**What the task requires:** The string "every" appears in some lines of the data. Report how many, with no other words.

[Stored items]
= = = = = = =

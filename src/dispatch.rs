//! Signal fan-out to presentation handlers
//!
//! The simulation returns a list of [`Signal`]s per tick; handlers map them
//! to sound cues, visual effects, HUD updates. A faulty handler must never
//! abort the tick: errors and panics are swallowed and logged, and dispatch
//! continues with the remaining handlers.

use std::panic::{AssertUnwindSafe, catch_unwind};

use crate::sim::Signal;

/// Boxed error type for handler failures
pub type HandlerError = Box<dyn std::error::Error + Send + Sync>;

/// An external consumer of simulation signals (sound, particles, HUD)
pub trait SignalHandler {
    /// Handler name, used in log messages when it fails
    fn name(&self) -> &'static str;

    /// React to one signal. Errors are logged and ignored by the dispatcher.
    fn handle(&mut self, signal: &Signal) -> Result<(), HandlerError>;
}

/// Fans each emitted signal out to every registered handler
#[derive(Default)]
pub struct Dispatcher {
    handlers: Vec<Box<dyn SignalHandler>>,
}

impl Dispatcher {
    pub fn new() -> Self {
        Self::default()
    }

    pub fn register(&mut self, handler: Box<dyn SignalHandler>) {
        self.handlers.push(handler);
    }

    /// Deliver a tick's signals to every handler, in registration order.
    /// A handler error or panic never stops delivery to the others.
    pub fn dispatch(&mut self, signals: &[Signal]) {
        for signal in signals {
            for handler in &mut self.handlers {
                match catch_unwind(AssertUnwindSafe(|| handler.handle(signal))) {
                    Ok(Ok(())) => {}
                    Ok(Err(e)) => {
                        log::warn!("handler {} failed on {:?}: {}", handler.name(), signal, e);
                    }
                    Err(_) => {
                        log::warn!("handler {} panicked on {:?}", handler.name(), signal);
                    }
                }
            }
        }
    }
}

/// Maps each signal to its sound-cue name in the log; the demo binary's
/// stand-in for the audio layer.
pub struct LoggingHandler;

impl SignalHandler for LoggingHandler {
    fn name(&self) -> &'static str {
        "logging"
    }

    fn handle(&mut self, signal: &Signal) -> Result<(), HandlerError> {
        match signal {
            Signal::WallBounce => log::debug!("cue: bounce"),
            Signal::PaddleHit { .. } => log::debug!("cue: paddle"),
            Signal::BrickDestroyed { .. } => log::debug!("cue: brick"),
            Signal::LifeLost { lives } => log::info!("life lost, {lives} left"),
            Signal::GameOver { score } => log::info!("game over, final score {score}"),
            Signal::Win { score } => log::info!("win, final score {score}"),
        }
        Ok(())
    }
}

= = = = = = =

**Solution:** 2